Thoughts on Joining a L/S Equity HF with $200MM AUM
Have an opportunity to join a $200MM LS Equity HF that’s been around since 2010. They have beat the market all years but 2 with an average return of roughly 20%. Have opportunity to coinvest with fund.
What would the downsides be to join a fund like this? Is the AUM in comparison to years around an issue?
This doesn't make much sense - how have they not raised more capital if they've been performing so well since 2010?
I have no idea but I've done significant diligence on their fund and the returns are real.
Doesn't make sense to me either - they said they're raising money ATM.
It should serve as a huge red flag. I would avoid joining personally. Risk-to-reward ratio doesn't seem there.
I had a similar opportunity and turned it down.. there will always be HF offers around for smart ppl
Where you at now?
What was the recruiting process like?
I am at a L/O with around 400bn AUM
Red flag that they have been around so long and manage little capital with a strong track record. Something else is going on, no one waits that long to raise capital. This is not a ground floor opportunity
Could it not be that they didn’t want to sacrifice returns for higher AUM? Surely there are some funds that run some sort of simulations to see what their optimal AUM would be for their current portfolio.
What discretionary fund strategy has optimal AUM at $200mm?
Micro/small cap investors, especially funds in special sits space. Maybe 200mm is not the absolute ideal for that space but for a small team, scaling upwards too much means losing investable universe / too many hours to fill up the portfolio for a lean team.
This is what they said when I asked the question in regards to why is AUM where it’s at with 19% returns.
Can't truss it
Most allocators can't be larger than 10% of a fund which means that, at 200m, the biggest ticket an allocator can write these guys is 20m. For a lot of allocators, it's not worth the due diligence effort for a 20m ticket. This is the problem for smaller funds, even though performance is good they just can't scale. Question you should ask is how diversified is their 200m and what are their plans to raise that? 200m at 1 and 20 provides 2m of management fees to cover opex which seems light. Question is do you want to leave the LO space for a HF? The longer you wait at a LO, the harder it is and you get pigeon holed as a LO guy. If these guys have a good track record this could be a good place to get some L/S experience for a few years and then bounce to a better/larger platform.
Ovechkin, thanks for your input here. I am currently not at an LO and actually at a macro fund. I want to move back into operating companies and this fund has a focus that meshes will with my macro experience albeit focusing on individual names. They said they are actively hiring a marketing guy to help scale AUM and hope to be 300-500MM within the next 1-2 years. They also echoed something similar that they didn’t want to be handling investor relations with such a small team.

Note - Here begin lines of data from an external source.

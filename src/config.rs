// This Source Code Form is subject to the terms of the Mozilla Public
// License, v. 2.0. If a copy of the MPL was not distributed with this
// file, You can obtain one at http://mozilla.org/MPL/2.0/.

//! The run configuration.  Built once, validated once, and then lent
//! to every stage of the pipeline.

use std::time::Duration;

use animation::LoopCount;
use error::{Error, Result};
use palette::Palette;
use planes::{Domain, Endpoints};
use render::Bailout;
use scheduler::SweepTarget;

/// Every knob a run exposes.  `Config::default()` matches the
/// defaults of the command line.
#[derive(Clone, Debug)]
pub struct Config {
    /// Width and height of every (square) frame, in pixels.
    pub dimension: usize,
    /// Number of frames in the animation.
    pub frames: usize,
    /// Delay between frames in hundredths of a second.
    pub delay: u16,
    /// Maximum iterations per pixel.
    pub iterations: usize,
    /// First value of the sweep.
    pub power_start: f64,
    /// Last value of the sweep.
    pub power_end: f64,
    /// What the sweep varies.
    pub sweep: SweepTarget,
    /// The exponent used when the sweep is not over the exponent.
    pub exponent: f64,
    /// The region drawn when the sweep is not over the extent.
    pub domain: Domain,
    /// Interpolation convention for both pixels and frames.
    pub endpoints: Endpoints,
    /// The escape test.
    pub bailout: Bailout,
    /// Maximum number of frames rendered at once.
    pub threads: usize,
    /// GIF loop count.  `None` means one loop per frame.
    pub loops: Option<LoopCount>,
    /// Longest wait for the next finished frame.  `None` waits forever.
    pub frame_timeout: Option<Duration>,
    /// The colour table.
    pub palette: Palette,
}

impl Default for Config {
    fn default() -> Config {
        Config {
            dimension: 1000,
            frames: 1000,
            delay: 2,
            iterations: 1000,
            power_start: 2.0,
            power_end: 10.0,
            sweep: SweepTarget::default(),
            exponent: 2.0,
            domain: Domain::default(),
            endpoints: Endpoints::default(),
            bailout: Bailout::default(),
            threads: ::num_cpus::get(),
            loops: None,
            frame_timeout: None,
            palette: Palette::default(),
        }
    }
}

impl Config {
    /// Checks the sweep first, so an inverted range is always the
    /// error reported for it, and then everything else.
    pub fn validate(&self) -> Result<()> {
        let finite = self.power_start.is_finite() && self.power_end.is_finite();
        if !(finite && self.power_start <= self.power_end) {
            return Err(Error::InvalidParameterRange {
                start: self.power_start,
                end: self.power_end,
            });
        }
        if self.dimension == 0 || self.dimension > usize::from(::std::u16::MAX) {
            return Err(Error::InvalidConfig(format!(
                "dimension must be between 1 and {}, not {}",
                ::std::u16::MAX,
                self.dimension
            )));
        }
        if self.iterations == 0 {
            return Err(Error::InvalidConfig(
                "iterations must be at least 1".to_string(),
            ));
        }
        if !self.exponent.is_finite() {
            return Err(Error::InvalidConfig("exponent must be finite".to_string()));
        }
        if self.sweep == SweepTarget::Extent && !(self.power_start >= 0.0) {
            return Err(Error::InvalidConfig(
                "an extent sweep must start at or above zero".to_string(),
            ));
        }
        if let Bailout::Radius(r) = self.bailout {
            if !(r.is_finite() && r > 0.0) {
                return Err(Error::InvalidConfig(format!(
                    "bailout radius must be positive and finite, not {}",
                    r
                )));
            }
        }
        self.domain.validate()
    }

    /// The loop count actually written to the animation.
    pub fn loop_count(&self) -> LoopCount {
        self.loops.unwrap_or_else(|| {
            LoopCount::Finite(self.frames.min(usize::from(::std::u16::MAX)) as u16)
        })
    }
}
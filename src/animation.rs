// This Source Code Form is subject to the terms of the Mozilla Public
// License, v. 2.0. If a copy of the MPL was not distributed with this
// file, You can obtain one at http://mozilla.org/MPL/2.0/.

//! Pairs ordered frames with their display times and hands the lot to
//! an encoder.

use error::{Error, Result};
use render::Raster;

/// How many times a player should run the animation.
#[derive(Copy, Clone, Debug, PartialEq)]
pub enum LoopCount {
    /// Forever.
    Infinite,
    /// This many times.
    Finite(u16),
}

/// Display time of each frame, in hundredths of a second.
#[derive(Clone, Debug, PartialEq)]
pub enum Delays {
    /// The same delay for every frame.
    Constant(u16),
    /// One delay per frame.
    PerFrame(Vec<u16>),
}

impl Delays {
    fn for_frame(&self, index: usize) -> u16 {
        match *self {
            Delays::Constant(delay) => delay,
            Delays::PerFrame(ref delays) => delays[index],
        }
    }
}

/// One frame of the finished animation.
#[derive(Debug)]
pub struct AnimationFrame {
    /// Palette indices.
    pub raster: Raster,
    /// Display time in hundredths of a second.
    pub delay: u16,
}

/// The ordered frames plus a loop count.
#[derive(Debug)]
pub struct Animation {
    /// Frames in display order.
    pub frames: Vec<AnimationFrame>,
    /// How often to play them.
    pub loop_count: LoopCount,
}

/// Something that can serialise a whole Animation.
pub trait AnimationEncoder {
    /// Writes `animation` out in full.
    fn encode(&mut self, animation: &Animation) -> Result<()>;
}

/// Builds Animations out of ordered rasters.
#[derive(Clone, Debug)]
pub struct Assembler {
    delays: Delays,
    loop_count: LoopCount,
}

impl Assembler {
    /// Constructor.
    pub fn new(delays: Delays, loop_count: LoopCount) -> Assembler {
        Assembler { delays, loop_count }
    }

    /// Pairs each raster with its delay.
    pub fn assemble(&self, rasters: Vec<Raster>) -> Result<Animation> {
        if let Delays::PerFrame(ref delays) = self.delays {
            if delays.len() != rasters.len() {
                return Err(Error::InvalidConfig(format!(
                    "{} delays given for {} frames",
                    delays.len(),
                    rasters.len()
                )));
            }
        }
        let frames = rasters
            .into_iter()
            .enumerate()
            .map(|(index, raster)| AnimationFrame {
                raster,
                delay: self.delays.for_frame(index),
            })
            .collect();
        Ok(Animation {
            frames,
            loop_count: self.loop_count,
        })
    }

    /// Assembles `rasters` and passes the result to `encoder`.  An
    /// empty run never reaches the encoder; that case returns
    /// `Ok(None)`.  Otherwise returns the number of frames encoded.
    pub fn deliver<E: AnimationEncoder + ?Sized>(
        &self,
        rasters: Vec<Raster>,
        encoder: &mut E,
    ) -> Result<Option<usize>> {
        if rasters.is_empty() {
            warn!("no frames to encode; nothing written");
            return Ok(None);
        }
        let animation = self.assemble(rasters)?;
        info!("encoding {} frames", animation.frames.len());
        encoder.encode(&animation)?;
        Ok(Some(animation.frames.len()))
    }
}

I've known a fund like this. Founder started the fund with friends and family money out of school, no pedigree or real training. Smart guy but clearly self-taught which has a high failure rate as you can imagine. Never got institutional support because of skepticism on background and small AUM. Most of strong returns generated at AUM sub $20-50mm probably. Maybe now they are larger at $200mm as you say with a decade of performance they can finally attract some institutional capital, but I will always be skeptical of a fund like this' ability to scale. How much of this was luck? Were they mostly dabbling in micro caps and now they have to move up market? They've never had to deal with market impact from trading - how much of their performance will suffer from this? It's much harder to trade blocks of $10-20mm shares which could take days to get in and out of a stock vs $1-2mm where you can essentially buy the price you see on your screen in a short period of time. And with a likely small-cap focused strategy like this it's hard to see how they can support AUM much north of their current size which inherently makes non-founder economics much less attractive than one could get it a larger fund. My 2c
The founder at the fund is H/W/S and spent 4 years at Citadel prior to founding this firm. They began with 6MM of inside cash and grew to 40MM or so with family friends and are now ~organically at 200MM ish. They generally participate in companies with light or no coverage but >1B market caps. Had a down year in 2008 (which makes sense) and 2011-2012, otherwise everything has been positive.
The background seems to be impressive and I don’t see why he WOULDNT be able to scale with his previous work experience and performance. However obviously I too, am skeptical.